Vu la procédure suivante :
Procédure contentieuse antérieure :
Mme A... E..., agissant en son nom, et M. B... et Mme A... E..., agissant en leur qualité de représentants légaux de D... E... et C... E... ont demandé au tribunal administratif de Rouen de condamner le département de la Seine-Maritime à leur verser la somme de 12 000 euros en réparation du préjudice moral subi par Mme A... E..., la somme de 10 000 euros en réparation du préjudice moral subi par M. D... E... et la somme de 10 000 euros en réparation du préjudice moral subi par M. C... E..., du fait de l'accident de service subi par M. B... E..., et de mettre à la charge du département de la Seine-Maritime les dépens de l'instance ainsi que la somme de 3 000 euros au titre des dispositions de l'article L. 761-1 du code de justice administrative.
Par un jugement n° 2200781 du 21 juillet 2023, le tribunal administratif de Rouen a condamné le département de la Seine-Maritime à verser à Mme E... une somme de 800 euros, à M. D... E... la somme de 500 euros et à M. C... E... la somme de 500 euros, et a rejeté le surplus des conclusions présentées par les parties.
Procédure devant la cour :
Par requête, enregistrée le 4 septembre 2023, Mme A... E..., M. C... E... et M. D... E..., représentés par la SCP Cherrier-Bodineau, demandent à la cour :
1°) de réformer ce jugement en tant qu'il a limité le montant des indemnités mises à la charge du département de la Seine-Maritime à 800 euros le montant de l'indemnité à verser à Mme E... et à 500 euros le montant de l'indemnité à verser à chacun des enfants de M. B... E... ;
2°) de condamner le département de la Seine-Maritime à leur verser la somme de 12 000 euros en réparation du préjudice moral subi par Mme A... E..., la somme de 10 000 euros en réparation du préjudice moral subi par M. D... E..., la somme de 10 000 euros en réparation du préjudice moral subi par M. C... E..., du fait de l'accident de service subi par M. B... E... ;
3°) de mettre à la charge du département de la Seine-Maritime une somme de 3 000 euros en application de l'article L.761-1 du code de justice administrative, ainsi que les entiers dépens.
Ils soutiennent que :
- le jugement n'a pas raisonnablement fixé le montant des indemnités au titre du préjudice moral qu'ils ont subi ;
- la responsabilité sans faute de l'administration doit être retenue du fait de l'accident de service dont M. B... E... a été victime le 19 février 2018 ;
- M. D... E..., particulièrement affecté psychologiquement par l'accident de son père, est en droit de solliciter une indemnisation au titre du préjudice moral subi et qui doit être évalué à la somme de 10 000 euros ;
- M. C... E..., qui souffre de troubles multi-dys, a été confronté à l'indisponibilité de ses parents et suit une psychothérapie à la suite de l'accident de service de son père, est en droit de solliciter une indemnisation au titre du préjudice moral subi qui doit être évalué à la somme de 10 000 euros ;
- Mme E... qui a non seulement souffert psychologiquement de l'état de son époux mais été contrainte de prendre en charge les membres de famille à la suite de l'accident, ce qui a entraîné une réorganisation personnelle et professionnelle, a subi un préjudice moral qui doit être indemnisé à hauteur de 12 000 euros.

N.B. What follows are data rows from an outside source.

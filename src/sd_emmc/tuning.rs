//! Sampling point tuning.
//!
//! A sweep issues a burst of tuning block reads at every point of a
//! parameter space and records whether every read matched the pattern.
//! The longest passing run, with a run touching both ends merged across
//! the wrap, becomes the operating window and its midpoint the operating
//! point.

use alloc::vec::Vec;

use cfg_if::cfg_if;
use log::{debug, error, info, warn};

use super::cmd::{MmcCommand, MmcData, MmcRequest};
use super::constant::*;
use super::dma::DmaOps;
use super::regs::{AdjustReg, ClockReg, RegisterIo};
use super::{CardType, ChipFamily, SdEmmcHost};
use crate::constant::*;
use crate::err::SdError;

/// How the retry path corrects the sampling point after a bus error.
#[derive(Debug, Clone, Copy, PartialEq, Eq, Default)]
pub enum TuningMode {
    #[default]
    None,
    /// Single adjust delay swept over the clock divider.
    Adjust,
    /// Controller tracks the sampling point itself.
    Auto,
    /// Legacy rx phase and rx delay pair.
    RxPhaseDelay,
}

/// Which tuning variant `tune` runs.
#[derive(Debug, Clone, Copy, PartialEq, Eq)]
pub enum TuningHint {
    /// Pick from chip family, divider and card type.
    Chip,
    Adjust,
    RxPhaseDelay,
}

#[derive(Debug, Clone, Copy, PartialEq, Eq, Default)]
pub struct TuningWindow {
    pub start: u32,
    pub len: u32,
}

impl TuningWindow {
    /// Middle of the window over a space of `n` points, rounded toward the
    /// start, wrapped into the space.
    pub fn midpoint(&self, n: u32) -> u32 {
        (self.start + self.len.saturating_sub(1) / 2) % n.max(1)
    }
}

/// Longest run of passing points, treating the space as circular.
///
/// A run that reaches the last point is joined with the run starting at
/// point 0. Ties keep the earlier run; the joined run wins only when
/// strictly longer.
pub fn find_window(pass: &[bool]) -> TuningWindow {
    let mut best: Option<TuningWindow> = None;
    let mut curr: Option<TuningWindow> = None;
    let mut in_wrap = false;
    let mut wrap_len = 0;

    for (i, &ok) in pass.iter().enumerate() {
        let i = i as u32;
        if ok {
            if i == 0 {
                in_wrap = true;
            }
            if in_wrap {
                wrap_len += 1;
            }
            curr = Some(match curr {
                Some(w) => TuningWindow { len: w.len + 1, ..w },
                None => TuningWindow { start: i, len: 1 },
            });
        } else {
            if let Some(w) = curr.take() {
                if best.is_none_or(|b| w.len > b.len) {
                    best = Some(w);
                }
            }
            in_wrap = false;
        }
    }

    if let Some(w) = curr {
        best = match best {
            None => Some(w),
            Some(b) if wrap_len > 0 => {
                if w.len + wrap_len > b.len {
                    Some(TuningWindow {
                        start: w.start,
                        len: w.len + wrap_len,
                    })
                } else {
                    Some(b)
                }
            }
            Some(b) if w.len > b.len => Some(w),
            keep => keep,
        };
    }

    best.unwrap_or_default()
}

/// Result of the adjust delay sweep.
#[derive(Debug, Clone, Copy, PartialEq, Eq, Default)]
pub struct AdjWindow {
    pub start: u32,
    pub size: u32,
    pub point: u32,
    pub clk_div: u32,
}

/// Result of the rx phase/delay sweep.
#[derive(Debug, Clone, Copy, PartialEq, Eq, Default)]
pub struct RxWindow {
    pub start: u32,
    pub size: u32,
    pub point: u32,
}

/// Flattened rx sweep index to `(rx_phase, rx_delay)`.
pub fn rx_point(index: u32) -> (u32, u32) {
    let index = index % RX_POINTS;
    if index < RX_PHASE0_STEPS {
        (0, index)
    } else {
        (2, index - RX_PHASE0_STEPS)
    }
}

impl<R: RegisterIo, D: DmaOps> SdEmmcHost<R, D> {
    /// Find a sampling point for the current bus mode. `opcode` is the
    /// tuning command the card answers (CMD19 or CMD21).
    pub fn tune(&self, opcode: u8, hint: TuningHint) -> Result<TuningMode, SdError> {
        let (bus_width, timing, ddr) = {
            let t = self.timing.lock();
            (t.bus_width, t.timing, t.ddr)
        };

        let pattern: &[u8] = match (opcode, bus_width) {
            (MMC_SEND_TUNING_BLOCK_HS200, MMC_BUS_WIDTH_8) => &TUNING_BLK_PATTERN_8BIT,
            (MMC_SEND_TUNING_BLOCK_HS200, MMC_BUS_WIDTH_4) => &TUNING_BLK_PATTERN_4BIT,
            (MMC_SEND_TUNING_BLOCK, _) => &TUNING_BLK_PATTERN_4BIT,
            _ => {
                error!("CMD{} cannot tune a {}-bit bus", opcode, bus_width);
                return Err(SdError::InvalidArgument);
            }
        };

        let clk_div = ClockReg(self.read_reg(SD_EMMC_CLOCK)).div();
        #[allow(unused_mut)]
        let mut adj_win_start = None;

        cfg_if! {
            if #[cfg(feature = "calibration")] {
                if self.config.card_type == CardType::Mmc
                    && timing != MMC_TIMING_MMC_HS400
                    && clk_div <= TUNING_MAX_DIV
                {
                    let auto = self.config.chip.has_auto_calibration();
                    if auto || clk_div <= 7 {
                        match self.execute_calibration(auto) {
                            Ok(start) => adj_win_start = Some(start),
                            Err(e) => {
                                warn!("calibration: {}, using default delays", e);
                                self.write_reg(SD_EMMC_DELAY, self.config.default_delay());
                            }
                        }
                    }
                }
            } else {
                let _ = timing;
            }
        }

        let mode = self.pick_tuning(hint, clk_div);
        info!("tuning CMD{} div {} as {:?}", opcode, clk_div, mode);

        self.set_tuning(true);
        let res = match mode {
            TuningMode::Adjust => self
                .tune_adjust(opcode, pattern, ddr, adj_win_start)
                .map(|w| self.timing.lock().adj = w),
            TuningMode::RxPhaseDelay => self
                .tune_rxclk(opcode, pattern, ddr)
                .map(|w| self.timing.lock().rx = w),
            TuningMode::Auto => {
                let mut adj = AdjustReg(self.read_reg(SD_EMMC_ADJUST));
                adj.set_cali_enable(1).set_adj_auto(1);
                self.write_reg(SD_EMMC_ADJUST, adj.0);
                Ok(())
            }
            TuningMode::None => Ok(()),
        };
        self.set_tuning(false);

        let mut t = self.timing.lock();
        match res {
            Ok(()) => {
                t.tuning_mode = mode;
                Ok(mode)
            }
            Err(e) => {
                t.tuning_mode = TuningMode::None;
                Err(e)
            }
        }
    }

    fn pick_tuning(&self, hint: TuningHint, clk_div: u32) -> TuningMode {
        match hint {
            TuningHint::Adjust => TuningMode::Adjust,
            TuningHint::RxPhaseDelay => TuningMode::RxPhaseDelay,
            TuningHint::Chip => {
                let chip = self.config.chip;
                if clk_div > 5 || chip == ChipFamily::Gxbb {
                    TuningMode::Adjust
                } else if chip.has_auto_calibration() {
                    if self.config.card_type == CardType::Sdio {
                        TuningMode::Adjust
                    } else {
                        TuningMode::Auto
                    }
                } else {
                    TuningMode::RxPhaseDelay
                }
            }
        }
    }

    pub(crate) fn set_tuning(&self, on: bool) {
        self.xfer.lock().is_tuning = on;
    }

    /// Number of consecutive matching tuning reads, up to the per-point burst.
    fn tuning_transfer(&self, opcode: u8, pattern: &[u8], ddr: bool) -> u32 {
        let mut nmatch = 0;
        for _ in 0..TUNING_NUM_PER_POINT {
            let req = if ddr {
                MmcRequest::new(MmcCommand::new(MMC_READ_SINGLE_BLOCK, 0, MMC_RSP_R1))
                    .with_data(MmcData::read(512, 1))
            } else {
                MmcRequest::new(MmcCommand::new(opcode, 0, MMC_RSP_R1))
                    .with_data(MmcData::read(pattern.len() as u32, 1))
            };
            let matched = match self.wait_for_req(req) {
                Ok(done) if done.result.is_ok() => {
                    ddr || done
                        .request
                        .data
                        .as_ref()
                        .is_some_and(|d| d.buf.as_slice() == pattern)
                }
                _ => false,
            };
            if !matched {
                break;
            }
            nmatch += 1;
        }
        nmatch
    }

    /// Whether another sweep at a slower clock is allowed; bumps the divider.
    /// The count is checked before it is bumped, so up to
    /// `MAX_TUNING_RETRY + 1` escalations happen before giving up.
    fn escalate(&self, clk_div: u32, tuning_num: &mut u32) -> Result<(), SdError> {
        if *tuning_num > MAX_TUNING_RETRY || clk_div >= TUNING_MAX_DIV {
            error!("no tuning window, div {} after {} retries", clk_div, tuning_num);
            return Err(SdError::TuningFailed);
        }
        *tuning_num += 1;
        warn!("no tuning window at div {}, retry at div {}", clk_div, clk_div + 1);
        self.set_clock_div(clk_div + 1);
        Ok(())
    }

    fn tune_adjust(
        &self,
        opcode: u8,
        pattern: &[u8],
        ddr: bool,
        adj_win_start: Option<u32>,
    ) -> Result<AdjWindow, SdError> {
        // start from a clean sampling setup
        self.write_reg(SD_EMMC_ADJUST, 0);
        let mut tuning_num = 0;
        loop {
            let clk_div = ClockReg(self.read_reg(SD_EMMC_CLOCK)).div();
            if clk_div == 0 {
                return Err(SdError::InvalidArgument);
            }

            let results: Vec<bool> = (0..clk_div)
                .map(|adj| {
                    self.set_adj_delay(adj);
                    let nmatch = self.tuning_transfer(opcode, pattern, ddr);
                    debug!("adj {} matched {}", adj, nmatch);
                    nmatch == TUNING_NUM_PER_POINT
                })
                .collect();

            let win = find_window(&results);
            if win.len == 0 {
                self.escalate(clk_div, &mut tuning_num)?;
                continue;
            }

            let mut point = if win.len == clk_div {
                0
            } else {
                win.midpoint(clk_div)
            };
            if let (Some(start), ChipFamily::Gxbb, CardType::Mmc) =
                (adj_win_start, self.config.chip, self.config.card_type)
            {
                if clk_div <= 5 {
                    info!("adj_win_start {}", start);
                    point = start % clk_div;
                }
            }

            self.set_adj_delay(point);
            info!(
                "adj window start {} size {} div {}, point {}",
                win.start, win.len, clk_div, point
            );
            return Ok(AdjWindow {
                start: win.start,
                size: win.len,
                point,
                clk_div,
            });
        }
    }

    fn tune_rxclk(&self, opcode: u8, pattern: &[u8], ddr: bool) -> Result<RxWindow, SdError> {
        let mut tuning_num = 0;
        loop {
            let clk_div = ClockReg(self.read_reg(SD_EMMC_CLOCK)).div();
            let results: Vec<bool> = (0..RX_POINTS)
                .map(|i| {
                    let (phase, delay) = rx_point(i);
                    self.set_rx_point(phase, delay);
                    self.tuning_transfer(opcode, pattern, ddr) == TUNING_NUM_PER_POINT
                })
                .collect();

            let win = find_window(&results);
            if win.len == 0 {
                self.escalate(clk_div, &mut tuning_num)?;
                continue;
            }

            let point = win.midpoint(RX_POINTS);
            let (phase, delay) = rx_point(point);
            self.set_rx_point(phase, delay);
            info!(
                "rx window start {} size {}, phase {} delay {}",
                win.start, win.len, phase, delay
            );
            return Ok(RxWindow {
                start: win.start,
                size: win.len,
                point,
            });
        }
    }

    pub(crate) fn set_adj_delay(&self, point: u32) {
        let mut adj = AdjustReg(self.read_reg(SD_EMMC_ADJUST));
        adj.set_adj_delay(point)
            .set_adj_enable(1)
            .set_cali_enable(0)
            .set_cali_rise(0);
        self.write_reg(SD_EMMC_ADJUST, adj.0);
    }

    pub(crate) fn set_rx_point(&self, phase: u32, delay: u32) {
        let mut clk = ClockReg(self.read_reg(SD_EMMC_CLOCK));
        clk.set_rx_phase(phase).set_rx_delay(delay);
        self.write_reg(SD_EMMC_CLOCK, clk.0);
    }
}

Par un mémoire en défense, enregistré le 22 décembre 2023, le département de
la Seine-Maritime, représenté par Me Sandrine Gillet, conclut au rejet de la requête et à ce qu'une somme de 1 500 euros soit mise à la charge des requérants au titre des dispositions de l'article L. 761-1 du code de justice administrative.
Il soutient que
- le jugement a procédé à une justice appréciation ;
- les requérants n'adressent aucune critique pertinente au jugement ;
- le litige n'a donné lieu à aucun dépens au sens de l'article R. 761-1 du code de justice administrative.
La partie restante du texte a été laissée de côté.